Problem statement: Using the records below, find every line that includes "QuizRequestDto" and copy it.

(Collected data)
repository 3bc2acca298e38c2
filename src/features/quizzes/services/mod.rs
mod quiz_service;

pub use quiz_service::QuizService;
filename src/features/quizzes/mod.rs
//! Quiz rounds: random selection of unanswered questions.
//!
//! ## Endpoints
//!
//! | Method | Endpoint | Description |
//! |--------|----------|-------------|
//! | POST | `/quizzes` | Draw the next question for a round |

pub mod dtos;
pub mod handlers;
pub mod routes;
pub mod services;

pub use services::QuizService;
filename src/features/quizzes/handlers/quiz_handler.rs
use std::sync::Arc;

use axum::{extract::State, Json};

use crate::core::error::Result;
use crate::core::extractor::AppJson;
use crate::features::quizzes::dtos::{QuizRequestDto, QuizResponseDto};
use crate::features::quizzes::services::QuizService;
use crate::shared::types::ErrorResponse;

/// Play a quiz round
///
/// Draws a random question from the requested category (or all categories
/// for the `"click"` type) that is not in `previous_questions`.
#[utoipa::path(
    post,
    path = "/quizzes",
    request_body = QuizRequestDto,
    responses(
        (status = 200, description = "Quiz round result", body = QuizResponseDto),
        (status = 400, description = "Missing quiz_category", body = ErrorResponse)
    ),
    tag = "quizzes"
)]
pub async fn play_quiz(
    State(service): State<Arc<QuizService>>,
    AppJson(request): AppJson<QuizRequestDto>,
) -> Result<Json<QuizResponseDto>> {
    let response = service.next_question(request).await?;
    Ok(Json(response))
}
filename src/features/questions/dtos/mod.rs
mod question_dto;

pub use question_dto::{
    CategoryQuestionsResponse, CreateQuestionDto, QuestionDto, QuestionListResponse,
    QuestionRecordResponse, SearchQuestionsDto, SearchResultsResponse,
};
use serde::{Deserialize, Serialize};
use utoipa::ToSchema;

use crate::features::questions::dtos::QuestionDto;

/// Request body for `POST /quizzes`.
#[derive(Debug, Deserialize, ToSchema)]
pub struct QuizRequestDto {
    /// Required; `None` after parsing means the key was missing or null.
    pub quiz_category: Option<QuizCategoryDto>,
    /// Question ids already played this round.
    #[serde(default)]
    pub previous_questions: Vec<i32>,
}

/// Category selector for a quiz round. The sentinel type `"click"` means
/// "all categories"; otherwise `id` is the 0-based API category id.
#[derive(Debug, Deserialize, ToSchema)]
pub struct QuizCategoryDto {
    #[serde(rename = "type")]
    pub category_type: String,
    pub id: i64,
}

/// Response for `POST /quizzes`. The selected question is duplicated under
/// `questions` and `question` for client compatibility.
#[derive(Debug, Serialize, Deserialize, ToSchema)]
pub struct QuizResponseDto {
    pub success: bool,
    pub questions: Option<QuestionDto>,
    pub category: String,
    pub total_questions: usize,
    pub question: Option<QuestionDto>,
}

Answer box:
use crate::features::quizzes::dtos::{QuizRequestDto, QuizResponseDto};
    request_body = QuizRequestDto,
    AppJson(request): AppJson<QuizRequestDto>,
pub struct QuizRequestDto {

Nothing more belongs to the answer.